Dataset entries
────────

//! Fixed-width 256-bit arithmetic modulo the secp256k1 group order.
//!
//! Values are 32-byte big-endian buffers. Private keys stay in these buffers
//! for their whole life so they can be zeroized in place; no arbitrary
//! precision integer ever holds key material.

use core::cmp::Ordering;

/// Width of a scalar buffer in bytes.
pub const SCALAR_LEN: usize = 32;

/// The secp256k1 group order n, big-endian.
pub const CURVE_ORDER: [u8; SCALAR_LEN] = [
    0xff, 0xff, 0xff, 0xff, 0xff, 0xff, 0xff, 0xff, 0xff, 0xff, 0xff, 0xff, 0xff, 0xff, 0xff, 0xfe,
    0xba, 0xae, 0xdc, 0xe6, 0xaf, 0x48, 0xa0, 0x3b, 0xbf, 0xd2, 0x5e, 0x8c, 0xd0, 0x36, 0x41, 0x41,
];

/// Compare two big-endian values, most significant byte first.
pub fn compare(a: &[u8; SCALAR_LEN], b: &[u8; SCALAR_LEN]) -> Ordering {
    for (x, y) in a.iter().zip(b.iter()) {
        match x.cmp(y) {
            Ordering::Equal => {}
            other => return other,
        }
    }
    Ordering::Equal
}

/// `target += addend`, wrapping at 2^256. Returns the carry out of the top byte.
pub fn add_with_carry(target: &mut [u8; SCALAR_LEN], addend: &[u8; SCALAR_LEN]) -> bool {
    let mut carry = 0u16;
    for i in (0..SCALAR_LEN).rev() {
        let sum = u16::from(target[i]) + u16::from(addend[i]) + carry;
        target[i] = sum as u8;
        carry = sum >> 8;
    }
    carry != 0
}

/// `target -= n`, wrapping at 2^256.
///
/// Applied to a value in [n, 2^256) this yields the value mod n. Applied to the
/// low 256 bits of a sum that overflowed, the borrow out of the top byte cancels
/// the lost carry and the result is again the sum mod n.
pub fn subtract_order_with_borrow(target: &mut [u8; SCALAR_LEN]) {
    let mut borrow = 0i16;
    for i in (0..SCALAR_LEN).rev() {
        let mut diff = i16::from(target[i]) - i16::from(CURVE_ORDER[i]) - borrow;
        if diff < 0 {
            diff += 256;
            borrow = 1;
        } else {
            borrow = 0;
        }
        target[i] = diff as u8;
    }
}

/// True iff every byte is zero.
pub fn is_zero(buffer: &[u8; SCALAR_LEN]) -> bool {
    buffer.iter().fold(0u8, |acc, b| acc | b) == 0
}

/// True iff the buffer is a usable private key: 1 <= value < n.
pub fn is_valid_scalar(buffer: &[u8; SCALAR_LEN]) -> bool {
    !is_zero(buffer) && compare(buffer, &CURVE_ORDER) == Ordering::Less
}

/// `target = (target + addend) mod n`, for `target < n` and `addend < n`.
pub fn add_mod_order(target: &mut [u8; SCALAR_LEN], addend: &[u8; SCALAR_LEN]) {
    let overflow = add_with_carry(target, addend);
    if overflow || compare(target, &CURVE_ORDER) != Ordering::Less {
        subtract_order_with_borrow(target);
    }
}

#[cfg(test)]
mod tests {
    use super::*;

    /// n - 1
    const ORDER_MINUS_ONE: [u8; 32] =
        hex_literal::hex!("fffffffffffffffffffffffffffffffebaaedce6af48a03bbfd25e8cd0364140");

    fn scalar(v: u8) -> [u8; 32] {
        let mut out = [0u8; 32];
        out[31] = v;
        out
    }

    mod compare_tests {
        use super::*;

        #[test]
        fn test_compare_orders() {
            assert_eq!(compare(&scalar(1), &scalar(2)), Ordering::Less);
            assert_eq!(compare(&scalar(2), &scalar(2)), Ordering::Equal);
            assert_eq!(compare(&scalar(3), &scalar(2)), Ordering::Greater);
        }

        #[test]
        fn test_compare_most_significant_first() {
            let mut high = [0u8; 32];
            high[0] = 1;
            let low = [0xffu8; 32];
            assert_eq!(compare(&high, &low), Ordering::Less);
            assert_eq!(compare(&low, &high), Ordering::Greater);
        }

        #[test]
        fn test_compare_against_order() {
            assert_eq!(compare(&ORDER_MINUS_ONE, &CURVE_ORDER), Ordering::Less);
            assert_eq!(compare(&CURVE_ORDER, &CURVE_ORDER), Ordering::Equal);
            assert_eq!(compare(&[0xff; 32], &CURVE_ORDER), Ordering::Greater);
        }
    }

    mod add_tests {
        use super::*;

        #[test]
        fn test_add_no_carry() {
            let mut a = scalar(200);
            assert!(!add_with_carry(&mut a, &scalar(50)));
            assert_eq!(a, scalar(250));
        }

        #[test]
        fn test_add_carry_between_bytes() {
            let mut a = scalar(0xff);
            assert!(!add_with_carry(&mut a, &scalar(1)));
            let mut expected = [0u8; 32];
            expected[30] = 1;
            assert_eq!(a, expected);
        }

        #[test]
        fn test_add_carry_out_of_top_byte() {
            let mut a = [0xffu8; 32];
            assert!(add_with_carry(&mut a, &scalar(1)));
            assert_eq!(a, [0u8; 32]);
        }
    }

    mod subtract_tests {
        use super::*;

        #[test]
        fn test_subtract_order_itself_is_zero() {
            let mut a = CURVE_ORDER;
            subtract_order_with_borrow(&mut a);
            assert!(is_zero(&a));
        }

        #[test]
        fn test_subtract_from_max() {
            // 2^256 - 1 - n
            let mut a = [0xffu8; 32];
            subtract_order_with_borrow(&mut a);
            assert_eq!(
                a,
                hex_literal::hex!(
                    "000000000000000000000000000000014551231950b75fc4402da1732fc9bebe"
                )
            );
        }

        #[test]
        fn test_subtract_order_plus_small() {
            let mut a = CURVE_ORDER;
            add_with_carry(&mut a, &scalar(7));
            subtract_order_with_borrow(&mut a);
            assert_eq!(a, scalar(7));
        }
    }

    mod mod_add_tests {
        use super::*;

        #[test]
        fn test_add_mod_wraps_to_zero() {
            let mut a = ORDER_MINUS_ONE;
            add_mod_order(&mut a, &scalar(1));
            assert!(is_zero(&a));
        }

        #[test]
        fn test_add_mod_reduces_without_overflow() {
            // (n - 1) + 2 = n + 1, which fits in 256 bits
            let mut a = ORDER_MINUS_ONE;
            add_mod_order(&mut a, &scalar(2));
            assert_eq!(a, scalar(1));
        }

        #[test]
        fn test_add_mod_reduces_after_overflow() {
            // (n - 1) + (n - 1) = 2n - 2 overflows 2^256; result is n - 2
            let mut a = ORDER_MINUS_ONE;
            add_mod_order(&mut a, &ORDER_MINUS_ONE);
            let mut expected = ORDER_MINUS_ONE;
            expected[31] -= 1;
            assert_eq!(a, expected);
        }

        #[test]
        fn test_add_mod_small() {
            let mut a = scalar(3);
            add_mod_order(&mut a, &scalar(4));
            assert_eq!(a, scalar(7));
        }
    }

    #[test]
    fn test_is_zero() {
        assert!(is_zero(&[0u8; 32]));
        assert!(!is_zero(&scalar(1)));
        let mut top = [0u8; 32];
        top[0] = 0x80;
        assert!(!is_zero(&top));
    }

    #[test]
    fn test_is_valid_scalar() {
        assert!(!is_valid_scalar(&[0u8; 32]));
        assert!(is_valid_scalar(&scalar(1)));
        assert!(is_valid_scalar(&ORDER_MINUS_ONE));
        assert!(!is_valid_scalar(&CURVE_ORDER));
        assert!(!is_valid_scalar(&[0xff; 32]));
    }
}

────────

◆ Task goal:
Please find the lines in the data that contain the word "Equal" and copy them.

◆ Answer section:
            Ordering::Equal => {}
    Ordering::Equal
            assert_eq!(compare(&scalar(2), &scalar(2)), Ordering::Equal);
            assert_eq!(compare(&CURVE_ORDER, &CURVE_ORDER), Ordering::Equal);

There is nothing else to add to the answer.